Lines holding the string "ControllerState" are the ones to copy; find them all in the data.

Dataset entries
---+---

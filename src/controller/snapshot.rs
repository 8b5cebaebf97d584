use super::{Controller, ControllerSnapshot, ControllerState};
use crate::config::{Config, ControlConfig};
use crate::controls::Decision;
use crate::power::PowerReading;
use crate::smoothing::SmoothedPower;
use crate::thresholds::Thresholds;
use chrono::{DateTime, Utc};
use std::sync::Arc;

/// Everything a cycle learned, before it is folded into a snapshot
pub(super) struct CycleOutcome {
    pub now: DateTime<Utc>,
    pub auto_mode: bool,
    pub manual_socket_state: Option<bool>,
    pub reading: Option<PowerReading>,
    pub smoothed: Option<SmoothedPower>,
    pub thresholds: Option<Thresholds>,
    pub night: bool,
    pub decision: Option<Decision>,
    pub switch_failed: bool,
    pub config_error: Option<String>,
}

impl CycleOutcome {
    pub fn new(now: DateTime<Utc>, control: &ControlConfig) -> Self {
        Self {
            now,
            auto_mode: control.auto_mode,
            manual_socket_state: control.manual_socket_state,
            reading: None,
            smoothed: None,
            thresholds: None,
            night: false,
            decision: None,
            switch_failed: false,
            config_error: None,
        }
    }
}

impl ControllerSnapshot {
    /// Snapshot published before the first cycle completes
    pub fn initial(config: &Config, socket_on: bool) -> Self {
        let thresholds = crate::thresholds::compute(&config.electrical).ok();
        Self {
            timestamp: Utc::now().to_rfc3339(),
            controller_state: ControllerState::Initializing.as_str().to_string(),
            power_w: None,
            power_timestamp: None,
            avg_w: None,
            median_w: None,
            samples_in_window: 0,
            window_capacity: config.sampling.buffer_capacity(),
            socket_on,
            auto_mode: config.control.auto_mode,
            manual_socket_state: config.control.manual_socket_state,
            is_night: false,
            on_threshold_w: thresholds.map(|t| t.on_w),
            off_threshold_w: thresholds.map(|t| t.off_w),
            decision: None,
            switch_failed: false,
            last_switched_at: None,
            stable_on_since: None,
            stable_off_since: None,
            total_cycles: 0,
            failed_reads: 0,
            failed_switches: 0,
            config_error: None,
        }
    }
}

impl Controller {
    fn build_snapshot(&self, outcome: CycleOutcome) -> ControllerSnapshot {
        let load = self.machine.load_state();
        let timers = self.machine.timers();
        let window = self.smoother.window();
        ControllerSnapshot {
            timestamp: outcome.now.to_rfc3339(),
            controller_state: self.state.borrow().as_str().to_string(),
            power_w: outcome.reading.as_ref().map(|r| r.power_w),
            power_timestamp: outcome.reading.and_then(|r| r.timestamp),
            avg_w: outcome.smoothed.map(|s| s.mean_w),
            median_w: outcome.smoothed.map(|s| s.median_w),
            samples_in_window: window.len(),
            window_capacity: window.capacity(),
            socket_on: load.is_on,
            auto_mode: outcome.auto_mode,
            manual_socket_state: outcome.manual_socket_state,
            is_night: outcome.night,
            on_threshold_w: outcome.thresholds.map(|t| t.on_w),
            off_threshold_w: outcome.thresholds.map(|t| t.off_w),
            decision: outcome.decision,
            switch_failed: outcome.switch_failed,
            last_switched_at: load.last_switched_at,
            stable_on_since: timers.stable_on_since,
            stable_off_since: timers.stable_off_since,
            total_cycles: self.total_cycles,
            failed_reads: self.failed_reads,
            failed_switches: self.failed_switches,
            config_error: outcome.config_error,
        }
    }

    /// Store the snapshot for readers and broadcast it as a JSON event
    pub(super) fn publish(&self, outcome: CycleOutcome) -> Arc<ControllerSnapshot> {
        let snap = Arc::new(self.build_snapshot(outcome));
        self.snapshot_tx.send_replace(snap.clone());
        match serde_json::to_string(&*snap) {
            Ok(json) => {
                // No subscribers is not an error
                let _ = self.events_tx.send(json);
            }
            Err(e) => self
                .logger
                .warn(&format!("Failed to serialize cycle report: {}", e)),
        }
        snap
    }
}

---+---

▸ **Task result**
use super::{Controller, ControllerSnapshot, ControllerState};
            controller_state: ControllerState::Initializing.as_str().to_string(),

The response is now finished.